O estigma associado ao vírus HIV na sociedade brasileira

Enviada em 12/11/2021

A históriografia consta que entre as décadas de 80 e 90 houve um surto do vírus HIV, o qual matou milhares de pessoas do continente americano e africano. De maneira análoga a isso, é perceptível a existência de estigma, discriminção e exclusão por parte dos brasileiros perante aos portadores desta condição. Nesse prisma, evidencia-se que a ausência de informações e a construção e de uma “cultura discriminatória” acarretam o preconceito na sociedade brasileira quanto a sorologia positiva.

Em primeira análise, se torna indiscutível salientar a necessidade de informações sobre o vírus causador da AIDS, além do impacto que o estigma relacionado a ele gera. Sob essa ótica, é visível que o preconceito prejudica os esforços prestados no enfretamento dessa epidemia, pois, faz com que as pessoas tenham receio de procurar por dados, métodos e serviços que dimunuam o risco de infecção e temor quanto as suspeitas que poderão ser impostas ao seu estado sorológico. Dessa forma, se torna aparente a influência da sociedade quanto ao tratamento do doença, visto que, muitas pessoas desistem de se tratar por conta das atitudes que a própria impõe, o que leva muitos à óbito.

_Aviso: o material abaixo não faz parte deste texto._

//! # Index Bitset
//!
//! A growable set of small non-negative integers, used as the identity of join
//! components (which base inputs they cover) and of edges (which components they touch).
//!
//! The set is stored as 64-bit words with trailing zero words trimmed, so two sets with
//! the same members always compare and hash equal regardless of how they were built.

use std::collections::hash_map::DefaultHasher;
use std::fmt;
use std::hash::{Hash, Hasher};

const WORD_BITS: usize = 64;

#[derive(Debug, Clone, Default, PartialEq, Eq, Hash)]
pub struct BitSet {
    words: Vec<u64>,
}

impl BitSet {
    pub fn new() -> Self {
        Self::default()
    }

    pub fn singleton(bit: usize) -> Self {
        let mut set = Self::new();
        set.insert(bit);
        set
    }

    /// Add `bit`, returning `true` if it was not already present.
    pub fn insert(&mut self, bit: usize) -> bool {
        let (word, mask) = Self::locate(bit);
        if word >= self.words.len() {
            self.words.resize(word + 1, 0);
        }
        let was_set = self.words[word] & mask != 0;
        self.words[word] |= mask;
        !was_set
    }

    pub fn contains(&self, bit: usize) -> bool {
        let (word, mask) = Self::locate(bit);
        self.words.get(word).is_some_and(|w| w & mask != 0)
    }

    pub fn union_with(&mut self, other: &BitSet) {
        if other.words.len() > self.words.len() {
            self.words.resize(other.words.len(), 0);
        }
        for (w, o) in self.words.iter_mut().zip(&other.words) {
            *w |= *o;
        }
    }

    pub fn union(&self, other: &BitSet) -> BitSet {
        let mut result = self.clone();
        result.union_with(other);
        result
    }

    /// Whether every member of `other` is also a member of `self`.
    pub fn contains_all(&self, other: &BitSet) -> bool {
        other.words.iter().enumerate().all(|(i, o)| {
            let w = self.words.get(i).copied().unwrap_or(0);
            o & !w == 0
        })
    }

    pub fn is_disjoint(&self, other: &BitSet) -> bool {
        self.words
            .iter()
            .zip(&other.words)
            .all(|(w, o)| w & o == 0)
    }

    pub fn len(&self) -> usize {
        self.words.iter().map(|w| w.count_ones() as usize).sum()
    }

    pub fn is_empty(&self) -> bool {
        self.words.is_empty()
    }

    /// Iterate over members in ascending order.
    pub fn iter(&self) -> impl Iterator<Item = usize> + '_ {
        self.words.iter().enumerate().flat_map(|(i, &word)| {
            let mut rest = word;
            std::iter::from_fn(move || {
                if rest == 0 {
                    return None;
                }
                let bit = rest.trailing_zeros() as usize;
                rest &= rest - 1;
                Some(i * WORD_BITS + bit)
            })
        })
    }

    /// Content hash, stable for equal sets within one process.
    pub fn hash_value(&self) -> u64 {
        let mut hasher = DefaultHasher::new();
        self.hash(&mut hasher);
        hasher.finish()
    }

    fn locate(bit: usize) -> (usize, u64) {
        (bit / WORD_BITS, 1u64 << (bit % WORD_BITS))
    }
}

impl FromIterator<usize> for BitSet {
    fn from_iter<I: IntoIterator<Item = usize>>(iter: I) -> Self {
        let mut set = BitSet::new();
        for bit in iter {
            set.insert(bit);
        }
        set
    }
}

impl fmt::Display for BitSet {
    fn fmt(&self, f: &mut fmt::Formatter<'_>) -> fmt::Result {
        write!(f, "{{")?;
        for (i, b) in self.iter().enumerate() {
            if i > 0 {
                write!(f, ", ")?;
            }
            write!(f, "{}", b)?;
        }
        write!(f, "}}")
    }
}

#[cfg(test)]
mod tests {
    use super::*;

    #[test]
    fn test_insert_reports_new_members() {
        let mut s = BitSet::new();
        assert!(s.insert(3));
        assert!(!s.insert(3));
        assert!(s.contains(3));
        assert!(!s.contains(2));
        assert_eq!(s.len(), 1);
    }

    #[test]
    fn test_members_beyond_one_word() {
        let s: BitSet = [1, 64, 130].into_iter().collect();
        assert_eq!(s.iter().collect::<Vec<_>>(), vec![1, 64, 130]);
        assert!(s.contains(130));
        assert!(!s.contains(129));
        assert!(!s.contains(10_000));
    }

    #[test]
    fn test_union_and_containment() {
        let a: BitSet = [0, 2].into_iter().collect();
        let b: BitSet = [2, 70].into_iter().collect();
        let u = a.union(&b);
        assert_eq!(u.to_string(), "{0, 2, 70}");
        assert!(u.contains_all(&a));
        assert!(u.contains_all(&b));
        assert!(!a.contains_all(&b));
        assert!(a.contains_all(&BitSet::new()));
    }

    #[test]
    fn test_disjoint() {
        let a: BitSet = [0, 65].into_iter().collect();
        let b: BitSet = [1, 64].into_iter().collect();
        let c = BitSet::singleton(65);
        assert!(a.is_disjoint(&b));
        assert!(!a.is_disjoint(&c));
        assert!(a.is_disjoint(&BitSet::new()));
    }

    #[test]
    fn test_equal_sets_hash_equal() {
        let mut grown = BitSet::singleton(100);
        grown.union_with(&BitSet::singleton(1));
        let mut small = BitSet::singleton(1);
        small.insert(100);
        assert_eq!(grown, small);
        assert_eq!(grown.hash_value(), small.hash_value());
        assert!(BitSet::new().is_empty());
    }
}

Além disso, é notório a existência de uma cultura discriminatória no Brasil, que afeta as relações entre pessoas que são soropositivo e as que testam negativo para esse. A filósofa Hannah Arent, em “banaliade do mal”, descreve que a medida que tomamos más decisões corriqueiramente, essas atitudes começam a ser vistas como comuns e acabam se tornando banais para o nosso meio social. Consoante a isso, é indiscutível a assimilação entre a teoria e a realidade da qual fazemos parte, dado que, as consequências de tais atos afetam negativamente a vida de toda uma comunidade, volvendo em um problema de maior escala.

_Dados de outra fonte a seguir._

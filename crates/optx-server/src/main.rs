//! # optx-server: HTTP Service for N-ary Join Ordering
//!
//! This binary crate exposes the join order core as a network service. A planner sends a
//! flattened n-ary join (its inputs, any left outer joins among them, and the join
//! predicates) together with table statistics; the server rebuilds the join as a binary
//! tree that keeps every outer join intact and returns it with a row estimate.
//!
//! ## Architecture
//!
//! ```text
//! Planner
//!   |
//!   | HTTP POST /optimize/join-order (JSON)
//!   v
//! optx-server (this binary)
//!   |
//!   +-> catalog + scans built from the request
//!   +-> JoinOrder hypergraph (LOJs exploded into left/right inputs)
//!   +-> query-order strategy (combine, mark used)
//!   +-> statistics derived on the final tree
//!   |
//!   | HTTP response (join tree JSON)
//!   v
//! Planner
//! ```
//!
//! ## Endpoints
//!
//! - `GET  /health`              - Health check
//! - `POST /optimize/join-order` - Build a join tree for a flattened n-ary join
//!
//! ## Configuration
//!
//! See [`state::OptimizerConfig`] for the environment variables. Logging is controlled by
//! the `RUST_LOG` environment variable (defaults to `optx=debug`).

mod join_graph;
mod routes;
mod state;

use axum::routing::{get, post};
use axum::Router;
use std::sync::Arc;
use tower_http::cors::CorsLayer;
use tower_http::trace::TraceLayer;
use tracing_subscriber::EnvFilter;

#[tokio::main]
async fn main() -> Result<(), Box<dyn std::error::Error>> {
    // Debug-level messages from the optx crates by default; RUST_LOG adds to or overrides it.
    tracing_subscriber::fmt()
        .with_env_filter(EnvFilter::from_default_env().add_directive("optx=debug".parse()?))
        .init();

    let config = state::OptimizerConfig::from_env();
    let listen_addr = config.listen_addr.clone();
    tracing::debug!(?config, "loaded configuration");
    let state = Arc::new(state::AppState::new(config));

    let app = Router::new()
        .route("/health", get(routes::health))
        .route("/optimize/join-order", post(join_graph::optimize_join_order))
        .layer(CorsLayer::permissive()) // Allow cross-origin requests (for dev/debug UIs)
        .layer(TraceLayer::new_for_http()) // Log all HTTP requests
        .with_state(state);

    let listener = tokio::net::TcpListener::bind(listen_addr.as_str()).await?;
    tracing::info!("optx-server listening on http://{}", listen_addr);
    axum::serve(listener, app).await?;
    Ok(())
}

Deprende-se, portanto, a adoção de medidas que venham conter o estigma associado ao vírus da imunodeficiência humana. Dessa maneira, cabe ao Ministério da Saúde em colaboração com o Ministério da Educação, investirem no repassamento de informações sobre a sorologia positiva, por meio de publicações em redes sociais, organização de palestras sobre o assunto, distribuição de panfletos e oferta de testes para o HIV, além de implantar nas escolas conhecimentos sobre esse tópico garantindo a adequação para cada faixa etária de forma educativa, afim de extinguir o preconceito quanto ao vírus causador da AIDS. Somente assim, será aniquilado qualquer pensamento errâneo quanto a imunodeficiência humana, não sendo mais possível retornar as mesmas situações de décadas atrás onde aconteceram inúmeras mortes.